Материалы и методы исследования. Для оценки частоты распространения у больных плазмидных типов Salmonella Enteritidis, содержащих плазмиды с молекулярной массой 48 kb (p30), изучены плазмидные характеристики штаммов микроба, изолированных от 11873 больных. Распределение больных по территориям было следующим: 7349 больных из Приморского
края, 1075 - из Хабаровского края, 369 - из Камчатского края, 245 - из Сахалинской области, 1536 - из Новосибирской области, 423 - из Томской области и 876 - из Иркутской области. Кроме того, выполнен анализ штаммов микроба, выделенных из 381 пробы пищевых продуктов, и 285 штаммов Salmonella Enteritidis, изолированных от больных во время 7 вспышек саль-монеллеза в Удмуртской Республике (80 больных), Мурманской области (111 больных) и в Еврейской автономной области (94 человека).
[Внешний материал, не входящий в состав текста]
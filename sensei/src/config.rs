//! Layered configuration for sensei.
//!
//! Precedence, lowest first: built-in defaults, `config.toml`, the
//! `SENSEI_API_URL` environment variable, command-line flags. A missing file
//! is not an error; an unreadable or malformed one is logged and ignored.

use std::path::{Path, PathBuf};
use std::time::Duration;

use serde::Deserialize;

use sensei_core::client::{DEFAULT_BASE_URL, DEFAULT_TIMEOUT};
use sensei_core::types::Language;

/// Environment variable that overrides `api_url` from the file.
pub const API_URL_ENV: &str = "SENSEI_API_URL";

#[derive(Debug, thiserror::Error)]
pub enum ConfigError {
    #[error("cannot read {path}: {source}")]
    Read {
        path: PathBuf,
        #[source]
        source: std::io::Error,
    },
    #[error("invalid config in {path}: {source}")]
    Parse {
        path: PathBuf,
        #[source]
        source: toml::de::Error,
    },
}

#[derive(Debug, Clone, PartialEq, Deserialize)]
#[serde(default)]
pub struct Config {
    pub api_url: String,
    pub timeout_secs: u64,
    pub language: Language,
    pub theme: String,
}

impl Default for Config {
    fn default() -> Self {
        Self {
            api_url: DEFAULT_BASE_URL.to_owned(),
            timeout_secs: DEFAULT_TIMEOUT.as_secs(),
            language: Language::default(),
            theme: "catppuccin-mocha".to_owned(),
        }
    }
}

/// Values given on the command line; `None` leaves the lower layer alone.
#[derive(Debug, Clone, Default)]
pub struct Overrides {
    pub api_url: Option<String>,
    pub language: Option<Language>,
    pub theme: Option<String>,
}

/// `$XDG_CONFIG_HOME/sensei/config.toml`, else `~/.config/sensei/config.toml`.
pub fn config_path() -> PathBuf {
    let base = std::env::var("XDG_CONFIG_HOME")
        .ok()
        .filter(|s| !s.is_empty())
        .map(PathBuf::from)
        .or_else(|| std::env::var("HOME").ok().map(|h| PathBuf::from(h).join(".config")))
        .unwrap_or_else(|| PathBuf::from(".config"));
    base.join("sensei").join("config.toml")
}

impl Config {
    /// Reads `path`. `Ok(None)` when the file does not exist.
    pub fn read(path: &Path) -> Result<Option<Self>, ConfigError> {
        let raw = match std::fs::read_to_string(path) {
            Ok(s) => s,
            Err(e) if e.kind() == std::io::ErrorKind::NotFound => return Ok(None),
            Err(source) => return Err(ConfigError::Read { path: path.to_owned(), source }),
        };
        toml::from_str(&raw)
            .map(Some)
            .map_err(|source| ConfigError::Parse { path: path.to_owned(), source })
    }

    /// Loads `path`, falling back to defaults on any failure. Never panics.
    pub fn load_or_default(path: &Path) -> Self {
        match Self::read(path) {
            Ok(Some(cfg)) => {
                tracing::debug!(path = %path.display(), "config loaded");
                cfg
            }
            Ok(None) => Self::default(),
            Err(e) => {
                tracing::warn!(error = %e, "using default config");
                Self::default()
            }
        }
    }

    /// Applies the environment value (if any) and then the CLI overrides.
    pub fn layered(mut self, env_api_url: Option<String>, cli: Overrides) -> Self {
        if let Some(url) = env_api_url.filter(|u| !u.trim().is_empty()) {
            self.api_url = url;
        }
        if let Some(url) = cli.api_url {
            self.api_url = url;
        }
        if let Some(language) = cli.language {
            self.language = language;
        }
        if let Some(theme) = cli.theme {
            self.theme = theme;
        }
        self
    }

    pub fn timeout(&self) -> Duration {
        if self.timeout_secs == 0 {
            DEFAULT_TIMEOUT
        } else {
            Duration::from_secs(self.timeout_secs)
        }
    }
}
Идентификацию сальмонелл и анализ антигенной характеристики штаммов микроба проводили общепринятыми методами с использованием агглютинирующих сывороток производства ФГУП «Санкт-Петербургский НИИ вакцин и сывороток». Чувствительность к антимикробным препаратам 30 штаммов Salmonella Enteritidis изучена диско-диффузионным методом в соответствии с Клиническими рекомендациями «Определение чувствительности микроорганизмов к антибактериальным препаратам. Версия 24/10/2014». Изучена чувствительность к ампициллину (30 мкг), цефалексину (30 мкг), цефуроксиму (30 мкг), цефотаксиму (30 мкг), цефепиму (30 мкг), стрептомицину (10 мкг), кана-мицину (30 мкг), гентамицину (10 мкг), амикацину (30 мкг), тетрациклину (30 мкг), налидиксовой кислоте (30 мкг), ципрофлоксацину (5 мкг), имипене-му (10 мкг), левомицетину (30 мкг) и триметоприм/ сульфаметоксазолу (1,25/23,75 мкг).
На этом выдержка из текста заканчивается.